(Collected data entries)
________

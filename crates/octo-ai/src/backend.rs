use std::time::Duration;

use async_trait::async_trait;
use reqwest::header::{HeaderMap, HeaderValue, CONTENT_TYPE};
use serde::de::DeserializeOwned;
use serde::Serialize;

use crate::types::{CompletionResponse, MultiCompletionResponse};
use crate::{
    CompletionBackend, CompletionRequest, MetadataTokenSource, MultiCompletionRequest,
    OctoAiError, Provider, ProviderCompletion,
};

const MULTI_COMPLETION_ENDPOINT: &str = "/multi/completion";
const ERROR_BODY_MAX_CHARS: usize = 800;

#[derive(Debug, Clone)]
/// Enumerates supported `BackendAuth` values.
pub enum BackendAuth {
    /// No authorization header; for local backends.
    None,
    StaticBearer(String),
    /// Identity token from the GCP metadata server with the backend URL as audience.
    Metadata(MetadataTokenSource),
}

#[derive(Debug, Clone)]
/// Public struct `BackendConfig` used to construct a `BackendClient`.
pub struct BackendConfig {
    pub base_url: String,
    pub request_timeout_ms: u64,
    pub auth: BackendAuth,
}

#[derive(Debug, Clone)]
/// HTTP client for the completion backend.
pub struct BackendClient {
    http: reqwest::Client,
    base_url: String,
    auth: BackendAuth,
}

impl BackendClient {
    pub fn new(config: BackendConfig) -> Result<Self, OctoAiError> {
        let base_url = config.base_url.trim().trim_end_matches('/').to_string();
        if base_url.is_empty() {
            return Err(OctoAiError::InvalidConfig(
                "backend base url must not be empty".to_string(),
            ));
        }

        let mut headers = HeaderMap::new();
        headers.insert(CONTENT_TYPE, HeaderValue::from_static("application/json"));
        let http = reqwest::Client::builder()
            .default_headers(headers)
            .timeout(Duration::from_millis(config.request_timeout_ms.max(1)))
            .build()?;
        Ok(Self {
            http,
            base_url,
            auth: config.auth,
        })
    }

    async fn bearer_token(&self) -> Result<Option<String>, OctoAiError> {
        match &self.auth {
            BackendAuth::None => Ok(None),
            BackendAuth::StaticBearer(token) => Ok(Some(token.trim().to_string())),
            BackendAuth::Metadata(source) => source.identity_token(&self.base_url).await.map(Some),
        }
    }

    async fn post_json<B, T>(&self, endpoint: &str, payload: &B) -> Result<T, OctoAiError>
    where
        B: Serialize + ?Sized,
        T: DeserializeOwned,
    {
        let mut request = self
            .http
            .post(format!("{}{endpoint}", self.base_url))
            .json(payload);
        if let Some(token) = self.bearer_token().await? {
            request = request.bearer_auth(token);
        }

        let response = request.send().await?;
        let status = response.status();
        let body = response.text().await?;
        if !status.is_success() {
            return Err(OctoAiError::HttpStatus {
                service: "completion backend",
                status: status.as_u16(),
                body: truncate_body(&body),
            });
        }
        Ok(serde_json::from_str(&body)?)
    }
}

fn truncate_body(body: &str) -> String {
    if body.chars().count() <= ERROR_BODY_MAX_CHARS {
        return body.to_string();
    }
    let mut truncated = body.chars().take(ERROR_BODY_MAX_CHARS).collect::<String>();
    truncated.push_str("...");
    truncated
}

#[async_trait]
impl CompletionBackend for BackendClient {
    async fn complete(
        &self,
        provider: Provider,
        request: CompletionRequest,
    ) -> Result<String, OctoAiError> {
        let endpoint = provider.completion_endpoint();
        tracing::debug!(
            provider = provider.as_str(),
            json = request.response_schema.is_some(),
            "requesting backend completion"
        );
        let response: CompletionResponse = self.post_json(&endpoint, &request).await?;
        Ok(response.completion)
    }

    async fn complete_multi(
        &self,
        request: MultiCompletionRequest,
    ) -> Result<Vec<ProviderCompletion>, OctoAiError> {
        tracing::debug!(
            providers = request.providers.len(),
            "requesting backend multi completion"
        );
        let response: MultiCompletionResponse =
            self.post_json(MULTI_COMPLETION_ENDPOINT, &request).await?;
        Ok(response.completions)
    }
}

________

[Your goal] Every record needs to be reproduced exactly, with none skipped.

[Solution for this task]
filename crates/octo-ai/src/backend.rs
use std::time::Duration;

use async_trait::async_trait;
use reqwest::header::{HeaderMap, HeaderValue, CONTENT_TYPE};
use serde::de::DeserializeOwned;
use serde::Serialize;

use crate::types::{CompletionResponse, MultiCompletionResponse};
use crate::{
    CompletionBackend, CompletionRequest, MetadataTokenSource, MultiCompletionRequest,
    OctoAiError, Provider, ProviderCompletion,
};

const MULTI_COMPLETION_ENDPOINT: &str = "/multi/completion";
const ERROR_BODY_MAX_CHARS: usize = 800;

#[derive(Debug, Clone)]
/// Enumerates supported `BackendAuth` values.
pub enum BackendAuth {
    /// No authorization header; for local backends.
    None,
    StaticBearer(String),
    /// Identity token from the GCP metadata server with the backend URL as audience.
    Metadata(MetadataTokenSource),
}

#[derive(Debug, Clone)]
/// Public struct `BackendConfig` used to construct a `BackendClient`.
pub struct BackendConfig {
    pub base_url: String,
    pub request_timeout_ms: u64,
    pub auth: BackendAuth,
}

#[derive(Debug, Clone)]
/// HTTP client for the completion backend.
pub struct BackendClient {
    http: reqwest::Client,
    base_url: String,
    auth: BackendAuth,
}

impl BackendClient {
    pub fn new(config: BackendConfig) -> Result<Self, OctoAiError> {
        let base_url = config.base_url.trim().trim_end_matches('/').to_string();
        if base_url.is_empty() {
            return Err(OctoAiError::InvalidConfig(
                "backend base url must not be empty".to_string(),
            ));
        }

        let mut headers = HeaderMap::new();
        headers.insert(CONTENT_TYPE, HeaderValue::from_static("application/json"));
        let http = reqwest::Client::builder()
            .default_headers(headers)
            .timeout(Duration::from_millis(config.request_timeout_ms.max(1)))
            .build()?;
        Ok(Self {
            http,
            base_url,
            auth: config.auth,
        })
    }

    async fn bearer_token(&self) -> Result<Option<String>, OctoAiError> {
        match &self.auth {
            BackendAuth::None => Ok(None),
            BackendAuth::StaticBearer(token) => Ok(Some(token.trim().to_string())),
            BackendAuth::Metadata(source) => source.identity_token(&self.base_url).await.map(Some),
        }
    }

    async fn post_json<B, T>(&self, endpoint: &str, payload: &B) -> Result<T, OctoAiError>
    where
        B: Serialize + ?Sized,
        T: DeserializeOwned,
    {
        let mut request = self
            .http
            .post(format!("{}{endpoint}", self.base_url))
            .json(payload);
        if let Some(token) = self.bearer_token().await? {
            request = request.bearer_auth(token);
        }

        let response = request.send().await?;
        let status = response.status();
        let body = response.text().await?;
        if !status.is_success() {
            return Err(OctoAiError::HttpStatus {
                service: "completion backend",
                status: status.as_u16(),
                body: truncate_body(&body),
            });
        }
        Ok(serde_json::from_str(&body)?)
    }
}

fn truncate_body(body: &str) -> String {
    if body.chars().count() <= ERROR_BODY_MAX_CHARS {
        return body.to_string();
    }
    let mut truncated = body.chars().take(ERROR_BODY_MAX_CHARS).collect::<String>();
    truncated.push_str("...");
    truncated
}

#[async_trait]
impl CompletionBackend for BackendClient {
    async fn complete(
        &self,
        provider: Provider,
        request: CompletionRequest,
    ) -> Result<String, OctoAiError> {
        let endpoint = provider.completion_endpoint();
        tracing::debug!(
            provider = provider.as_str(),
            json = request.response_schema.is_some(),
            "requesting backend completion"
        );
        let response: CompletionResponse = self.post_json(&endpoint, &request).await?;
        Ok(response.completion)
    }

    async fn complete_multi(
        &self,
        request: MultiCompletionRequest,
    ) -> Result<Vec<ProviderCompletion>, OctoAiError> {
        tracing::debug!(
            providers = request.providers.len(),
            "requesting backend multi completion"
        );
        let response: MultiCompletionResponse =
            self.post_json(MULTI_COMPLETION_ENDPOINT, &request).await?;
        Ok(response.completions)
    }
}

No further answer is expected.